Assigned task: A word-for-word transcription of the data below is required.

══ The data ══

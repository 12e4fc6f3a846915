//! DHT11 single-wire temperature/humidity driver.
//!
//! Generic over `embedded-hal` 1.0 so the same code runs against an
//! ESP-IDF open-drain `PinDriver` on target and a scripted pin in tests.
//!
//! ## Protocol
//!
//! | Phase          | Line                                      |
//! |----------------|-------------------------------------------|
//! | Start          | host LOW ≥ 18 ms, then release            |
//! | Response       | sensor LOW 80 µs, HIGH 80 µs              |
//! | Bit (×40)      | LOW 50 µs, HIGH 26–28 µs = 0 / 70 µs = 1  |
//!
//! The 40 bits are humidity int, humidity dec, temperature int,
//! temperature dec and an 8-bit additive checksum.

use embedded_hal::delay::DelayNs;
use embedded_hal::digital::{InputPin, OutputPin};

use crate::error::HardwareReadInvalid;
use crate::sensors::ClimateReading;

const START_LOW_MS: u32 = 18;
/// Longest any single line phase may last before the read is abandoned.
const PHASE_TIMEOUT_US: u32 = 100;
/// Sample point after a bit's rising edge; between the 0 and 1 widths.
const BIT_SAMPLE_US: u32 = 35;

/// Read failures, with the status codes operators see on the console.
#[derive(Debug, Clone, Copy, PartialEq, Eq)]
pub enum DhtError {
    Timeout,
    Checksum,
    Pin,
}

impl DhtError {
    pub fn code(self) -> i32 {
        match self {
            Self::Timeout => 253,
            Self::Checksum => 254,
            Self::Pin => 255,
        }
    }
}

impl From<DhtError> for HardwareReadInvalid {
    fn from(e: DhtError) -> Self {
        HardwareReadInvalid::ClimateStatus(e.code())
    }
}

/// Validate and decode one 5-byte frame.
pub fn decode_frame(frame: [u8; 5]) -> Result<ClimateReading, DhtError> {
    let sum = frame[..4].iter().fold(0u8, |acc, b| acc.wrapping_add(*b));
    if sum != frame[4] {
        return Err(DhtError::Checksum);
    }
    let mut temperature_c = i32::from(frame[2]);
    // Some DHT11 revisions flag sub-zero readings in the decimal byte.
    if frame[3] & 0x80 != 0 {
        temperature_c = -temperature_c;
    }
    Ok(ClimateReading {
        temperature_c,
        humidity_pct: i32::from(frame[0]),
    })
}

pub struct Dht11<P, D> {
    pin: P,
    delay: D,
}

impl<P, D> Dht11<P, D>
where
    P: InputPin + OutputPin,
    D: DelayNs,
{
    /// `pin` must be open-drain with a pull-up; it idles released (HIGH).
    pub fn new(pin: P, delay: D) -> Self {
        Self { pin, delay }
    }

    pub fn release(self) -> (P, D) {
        (self.pin, self.delay)
    }

    /// One blocking read, roughly 23 ms.
    pub fn read(&mut self) -> Result<ClimateReading, DhtError> {
        self.pin.set_low().map_err(|_| DhtError::Pin)?;
        self.delay.delay_ms(START_LOW_MS);
        self.pin.set_high().map_err(|_| DhtError::Pin)?;

        // Sensor response: LOW then HIGH, then the first bit's LOW.
        self.wait_for(false)?;
        self.wait_for(true)?;
        self.wait_for(false)?;

        let mut frame = [0u8; 5];
        for byte in &mut frame {
            for _ in 0..8 {
                self.wait_for(true)?;
                self.delay.delay_us(BIT_SAMPLE_US);
                let one = self.pin.is_high().map_err(|_| DhtError::Pin)?;
                *byte = (*byte << 1) | u8::from(one);
                if one {
                    self.wait_for(false)?;
                }
            }
        }
        decode_frame(frame)
    }

    /// Busy-wait until the line reaches `high`.
    fn wait_for(&mut self, high: bool) -> Result<(), DhtError> {
        for _ in 0..PHASE_TIMEOUT_US {
            if self.pin.is_high().map_err(|_| DhtError::Pin)? == high {
                return Ok(());
            }
            self.delay.delay_us(1);
        }
        Err(DhtError::Timeout)
    }
}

═══

Response area:
repository 12e4fc6f3a846915
//! DHT11 single-wire temperature/humidity driver.
//!
//! Generic over `embedded-hal` 1.0 so the same code runs against an
//! ESP-IDF open-drain `PinDriver` on target and a scripted pin in tests.
//!
//! ## Protocol
//!
//! | Phase          | Line                                      |
//! |----------------|-------------------------------------------|
//! | Start          | host LOW ≥ 18 ms, then release            |
//! | Response       | sensor LOW 80 µs, HIGH 80 µs              |
//! | Bit (×40)      | LOW 50 µs, HIGH 26–28 µs = 0 / 70 µs = 1  |
//!
//! The 40 bits are humidity int, humidity dec, temperature int,
//! temperature dec and an 8-bit additive checksum.

use embedded_hal::delay::DelayNs;
use embedded_hal::digital::{InputPin, OutputPin};

use crate::error::HardwareReadInvalid;
use crate::sensors::ClimateReading;

const START_LOW_MS: u32 = 18;
/// Longest any single line phase may last before the read is abandoned.
const PHASE_TIMEOUT_US: u32 = 100;
/// Sample point after a bit's rising edge; between the 0 and 1 widths.
const BIT_SAMPLE_US: u32 = 35;

/// Read failures, with the status codes operators see on the console.
#[derive(Debug, Clone, Copy, PartialEq, Eq)]
pub enum DhtError {
    Timeout,
    Checksum,
    Pin,
}

impl DhtError {
    pub fn code(self) -> i32 {
        match self {
            Self::Timeout => 253,
            Self::Checksum => 254,
            Self::Pin => 255,
        }
    }
}

impl From<DhtError> for HardwareReadInvalid {
    fn from(e: DhtError) -> Self {
        HardwareReadInvalid::ClimateStatus(e.code())
    }
}

/// Validate and decode one 5-byte frame.
pub fn decode_frame(frame: [u8; 5]) -> Result<ClimateReading, DhtError> {
    let sum = frame[..4].iter().fold(0u8, |acc, b| acc.wrapping_add(*b));
    if sum != frame[4] {
        return Err(DhtError::Checksum);
    }
    let mut temperature_c = i32::from(frame[2]);
    // Some DHT11 revisions flag sub-zero readings in the decimal byte.
    if frame[3] & 0x80 != 0 {
        temperature_c = -temperature_c;
    }
    Ok(ClimateReading {
        temperature_c,
        humidity_pct: i32::from(frame[0]),
    })
}

pub struct Dht11<P, D> {
    pin: P,
    delay: D,
}

impl<P, D> Dht11<P, D>
where
    P: InputPin + OutputPin,
    D: DelayNs,
{
    /// `pin` must be open-drain with a pull-up; it idles released (HIGH).
    pub fn new(pin: P, delay: D) -> Self {
        Self { pin, delay }
    }

    pub fn release(self) -> (P, D) {
        (self.pin, self.delay)
    }

    /// One blocking read, roughly 23 ms.
    pub fn read(&mut self) -> Result<ClimateReading, DhtError> {
        self.pin.set_low().map_err(|_| DhtError::Pin)?;
        self.delay.delay_ms(START_LOW_MS);
        self.pin.set_high().map_err(|_| DhtError::Pin)?;

        // Sensor response: LOW then HIGH, then the first bit's LOW.
        self.wait_for(false)?;
        self.wait_for(true)?;
        self.wait_for(false)?;

        let mut frame = [0u8; 5];
        for byte in &mut frame {
            for _ in 0..8 {
                self.wait_for(true)?;
                self.delay.delay_us(BIT_SAMPLE_US);
                let one = self.pin.is_high().map_err(|_| DhtError::Pin)?;
                *byte = (*byte << 1) | u8::from(one);
                if one {
                    self.wait_for(false)?;
                }
            }
        }
        decode_frame(frame)
    }

    /// Busy-wait until the line reaches `high`.
    fn wait_for(&mut self, high: bool) -> Result<(), DhtError> {
        for _ in 0..PHASE_TIMEOUT_US {
            if self.pin.is_high().map_err(|_| DhtError::Pin)? == high {
                return Ok(());
            }
            self.delay.delay_us(1);
        }
        Err(DhtError::Timeout)
    }
}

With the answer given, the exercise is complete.